8.2 The Housing Revenue Account (HRA) is a ring-fenced account which covers the management and maintenance of council owned housing stock. This must be in balance, meaning that the authority must show in its financial planning that HRA income meets expenditure and that the HRA is consequently viable.
8.3 The current economic and operating environment continues impact on the resources available to the HRA during 2025/26 and like many other HRA’s, the authority is under increasing financial pressure with the latest Medium Term Financial Strategy showing a deficit over the next 5 years. This includes the rising cost and volume of disrepair claims, significant investment needs in relation to compliance with the Building Safety Act, Fire Safety Regulations and Social Housing Regulation Bill, as well as the impact of inflation on services and financing costs.
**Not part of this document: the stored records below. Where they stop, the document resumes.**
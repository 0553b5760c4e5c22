//! The stored-object model.
//!
//! Every record in the repository is a [`StoredObject`]: an [`ObjectCore`]
//! with the fields common to all kinds, plus an [`ObjectKind`] payload
//! carrying only what that kind needs. Capabilities (filing,
//! multi-filing, children, versioning) are questions answered per kind
//! rather than an inheritance chain.
//!
//! Objects are created transient (`id` is `None`) by the store's factory
//! calls; `persist()` assigns the id and creation metadata and makes the
//! object visible to lookups. Every mutation afterwards goes through the
//! store and bumps the modification stamp and change token.

use std::collections::HashMap;

use chrono::{DateTime, Utc};
use serde::{Deserialize, Serialize};
use uuid::Uuid;

use cmr_types::{
    Acl, ObjectId, PropertyValue, TypedValue, PROP_CHANGE_TOKEN, PROP_CREATED_BY,
    PROP_CREATION_DATE, PROP_LAST_MODIFICATION_DATE, PROP_LAST_MODIFIED_BY, PROP_NAME,
    PROP_OBJECT_ID, PROP_OBJECT_TYPE_ID,
};

use crate::content::ContentStream;
use crate::filing::ParentRef;
use crate::versioning::VersionSeriesData;

/// Fields every stored object carries.
#[derive(Clone, Debug, PartialEq, Serialize, Deserialize)]
pub struct ObjectCore {
    /// `None` while transient; assigned exactly once by `persist()`.
    pub id: Option<ObjectId>,
    pub name: String,
    pub type_id: String,
    pub repository_id: String,
    /// Non-system properties, by property id.
    pub properties: HashMap<String, PropertyValue>,
    pub created_by: String,
    pub created_at: DateTime<Utc>,
    pub modified_by: String,
    pub modified_at: DateTime<Utc>,
    /// Opaque token, regenerated on every mutation.
    pub change_token: String,
    pub acl: Acl,
}

impl ObjectCore {
    /// A transient core. Stamps are provisional until `persist()`.
    pub(crate) fn transient(
        name: impl Into<String>,
        type_id: impl Into<String>,
        repository_id: impl Into<String>,
        user: &str,
        acl: Acl,
    ) -> Self {
        let now = Utc::now();
        Self {
            id: None,
            name: name.into(),
            type_id: type_id.into(),
            repository_id: repository_id.into(),
            properties: HashMap::new(),
            created_by: user.to_string(),
            created_at: now,
            modified_by: user.to_string(),
            modified_at: now,
            change_token: new_change_token(),
            acl,
        }
    }

    /// Record a mutation: bump the modification stamp and regenerate the
    /// change token.
    pub(crate) fn touch(&mut self, user: &str) {
        self.modified_by = user.to_string();
        self.modified_at = Utc::now();
        self.change_token = new_change_token();
    }
}

/// A fresh opaque change token.
pub(crate) fn new_change_token() -> String {
    Uuid::now_v7().to_string()
}

/// Kind payload of a folder.
#[derive(Clone, Debug, PartialEq, Serialize, Deserialize)]
pub struct FolderData {
    /// The containing folder; `None` only for the root.
    pub parent: Option<ObjectId>,
    /// Direct children, in insertion order.
    pub children: Vec<ObjectId>,
}

/// Kind payload of an unversioned document.
#[derive(Clone, Debug, PartialEq, Serialize, Deserialize)]
pub struct DocumentData {
    /// Parent folders; empty means unfiled.
    pub parents: Vec<ParentRef>,
    pub content: Option<ContentStream>,
}

/// Kind payload of a relationship.
#[derive(Clone, Debug, PartialEq, Serialize, Deserialize)]
pub struct RelationshipData {
    pub source: ObjectId,
    pub target: ObjectId,
}

/// The per-kind payload of a stored object.
#[derive(Clone, Debug, PartialEq, Serialize, Deserialize)]
pub enum ObjectKind {
    Folder(FolderData),
    Document(DocumentData),
    VersionSeries(VersionSeriesData),
    Relationship(RelationshipData),
}

/// One record in the repository: common core plus kind payload.
#[derive(Clone, Debug, PartialEq, Serialize, Deserialize)]
pub struct StoredObject {
    pub core: ObjectCore,
    pub kind: ObjectKind,
}

impl StoredObject {
    /// The assigned id, if persisted.
    pub fn id(&self) -> Option<&ObjectId> {
        self.core.id.as_ref()
    }

    /// The object name.
    pub fn name(&self) -> &str {
        &self.core.name
    }

    /// The object type id.
    pub fn type_id(&self) -> &str {
        &self.core.type_id
    }

    pub fn is_folder(&self) -> bool {
        matches!(self.kind, ObjectKind::Folder(_))
    }

    pub fn is_document(&self) -> bool {
        matches!(self.kind, ObjectKind::Document(_))
    }

    pub fn is_version_series(&self) -> bool {
        matches!(self.kind, ObjectKind::VersionSeries(_))
    }

    pub fn is_relationship(&self) -> bool {
        matches!(self.kind, ObjectKind::Relationship(_))
    }

    /// The folder payload, if this is a folder.
    pub fn as_folder(&self) -> Option<&FolderData> {
        match &self.kind {
            ObjectKind::Folder(data) => Some(data),
            _ => None,
        }
    }

    /// The document payload, if this is an unversioned document.
    pub fn as_document(&self) -> Option<&DocumentData> {
        match &self.kind {
            ObjectKind::Document(data) => Some(data),
            _ => None,
        }
    }

    /// The series payload, if this is a versioned document.
    pub fn as_version_series(&self) -> Option<&VersionSeriesData> {
        match &self.kind {
            ObjectKind::VersionSeries(data) => Some(data),
            _ => None,
        }
    }

    /// The relationship payload, if this is a relationship.
    pub fn as_relationship(&self) -> Option<&RelationshipData> {
        match &self.kind {
            ObjectKind::Relationship(data) => Some(data),
            _ => None,
        }
    }

    /// Whether this object participates in the filing graph at all.
    pub fn supports_filing(&self) -> bool {
        !self.is_relationship()
    }

    /// Whether this object may be filed under several parents at once.
    pub fn supports_multi_filing(&self) -> bool {
        self.is_document() || self.is_version_series()
    }

    /// The filing relations of this object. A folder yields at most one
    /// (its name under its parent); documents and series yield one per
    /// parent; relationships yield none.
    pub fn parent_refs(&self) -> Vec<ParentRef> {
        match &self.kind {
            ObjectKind::Folder(data) => data
                .parent
                .iter()
                .map(|p| ParentRef::new(p.clone(), self.core.name.clone()))
                .collect(),
            ObjectKind::Document(data) => data.parents.clone(),
            ObjectKind::VersionSeries(data) => data.parents.clone(),
            ObjectKind::Relationship(_) => Vec::new(),
        }
    }

    /// The name this object carries under `folder_id`, if filed there.
    pub fn segment_under(&self, folder_id: &ObjectId) -> Option<String> {
        self.parent_refs()
            .into_iter()
            .find(|r| &r.folder_id == folder_id)
            .map(|r| r.segment)
    }

    /// Resolve a property id to its value.
    ///
    /// System property ids resolve from the core fields; everything else
    /// comes from the property map. Absent means NULL.
    pub fn property(&self, property_id: &str) -> Option<PropertyValue> {
        match property_id {
            PROP_NAME => Some(TypedValue::String(self.core.name.clone()).into()),
            PROP_OBJECT_ID => self
                .core
                .id
                .as_ref()
                .map(|id| TypedValue::Id(id.to_string()).into()),
            PROP_OBJECT_TYPE_ID => Some(TypedValue::Id(self.core.type_id.clone()).into()),
            PROP_CREATED_BY => Some(TypedValue::String(self.core.created_by.clone()).into()),
            PROP_CREATION_DATE => Some(TypedValue::DateTime(self.core.created_at).into()),
            PROP_LAST_MODIFIED_BY => {
                Some(TypedValue::String(self.core.modified_by.clone()).into())
            }
            PROP_LAST_MODIFICATION_DATE => {
                Some(TypedValue::DateTime(self.core.modified_at).into())
            }
            PROP_CHANGE_TOKEN => Some(TypedValue::String(self.core.change_token.clone()).into()),
            _ => self.core.properties.get(property_id).cloned(),
        }
    }
}

#[cfg(test)]
mod tests {
    use super::*;

    fn folder(name: &str, parent: Option<ObjectId>) -> StoredObject {
        StoredObject {
            core: ObjectCore::transient(name, "cmis:folder", "repo", "alice", Acl::new()),
            kind: ObjectKind::Folder(FolderData {
                parent,
                children: Vec::new(),
            }),
        }
    }

    fn document(name: &str, parents: Vec<ParentRef>) -> StoredObject {
        StoredObject {
            core: ObjectCore::transient(name, "cmis:document", "repo", "alice", Acl::new()),
            kind: ObjectKind::Document(DocumentData {
                parents,
                content: None,
            }),
        }
    }

    #[test]
    fn kind_predicates() {
        let f = folder("stuff", None);
        assert!(f.is_folder());
        assert!(f.supports_filing());
        assert!(!f.supports_multi_filing());
        assert!(f.as_folder().is_some());
        assert!(f.as_document().is_none());

        let d = document("a.txt", Vec::new());
        assert!(d.is_document());
        assert!(d.supports_multi_filing());
    }

    #[test]
    fn folder_parent_ref_uses_its_own_name() {
        let parent_id = ObjectId::generate();
        let f = folder("reports", Some(parent_id.clone()));
        let refs = f.parent_refs();
        assert_eq!(refs.len(), 1);
        assert_eq!(refs[0].folder_id, parent_id);
        assert_eq!(refs[0].segment, "reports");
    }

    #[test]
    fn document_segments_differ_per_parent() {
        let a = ObjectId::generate();
        let b = ObjectId::generate();
        let d = document(
            "draft.txt",
            vec![
                ParentRef::new(a.clone(), "draft.txt"),
                ParentRef::new(b.clone(), "final.txt"),
            ],
        );
        assert_eq!(d.segment_under(&a).as_deref(), Some("draft.txt"));
        assert_eq!(d.segment_under(&b).as_deref(), Some("final.txt"));
        assert!(d.segment_under(&ObjectId::generate()).is_none());
    }

    #[test]
    fn system_properties_resolve_from_core() {
        let mut d = document("a.txt", Vec::new());
        d.core.id = Some(ObjectId::new("obj-1"));

        assert_eq!(
            d.property(PROP_NAME),
            Some(TypedValue::String("a.txt".into()).into())
        );
        assert_eq!(
            d.property(PROP_OBJECT_ID),
            Some(TypedValue::Id("obj-1".into()).into())
        );
        assert_eq!(
            d.property(PROP_OBJECT_TYPE_ID),
            Some(TypedValue::Id("cmis:document".into()).into())
        );
        assert!(d.property(PROP_CREATION_DATE).is_some());
    }

    #[test]
    fn transient_object_has_no_object_id_property() {
        let d = document("a.txt", Vec::new());
        assert!(d.property(PROP_OBJECT_ID).is_none());
    }

    #[test]
    fn custom_properties_come_from_the_map() {
        let mut d = document("a.txt", Vec::new());
        d.core.properties.insert(
            "doc:rating".to_string(),
            TypedValue::Integer(5).into(),
        );
        assert_eq!(
            d.property("doc:rating"),
            Some(TypedValue::Integer(5).into())
        );
        assert!(d.property("doc:missing").is_none());
    }

    #[test]
    fn touch_regenerates_the_change_token() {
        let mut d = document("a.txt", Vec::new());
        let before = d.core.change_token.clone();
        d.core.touch("bob");
        assert_ne!(d.core.change_token, before);
        assert_eq!(d.core.modified_by, "bob");
    }
}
8.4 A continuing issue for the council is investment requirement in 8 Large Panel System (LPS) blocks across the city. Whilst investment was anticipated over a longer period of time for these blocks, there is a need to ensure the blocks remain safe in the short to medium term with measures being introduced which require a significant revenue investment for the HRA over the short term. An emerging issue for 2025/26 has been the introduction of temporary measures in relation to fire safety procedures at a few of the high-rise blocks, referred to as ‘waking watch’. Longer term plans are under consideration for the LPS blocks (as outlined in the options paper being presented on this agenda), the with required capital investment forming part of future budget papers where reasonable estimates can be made.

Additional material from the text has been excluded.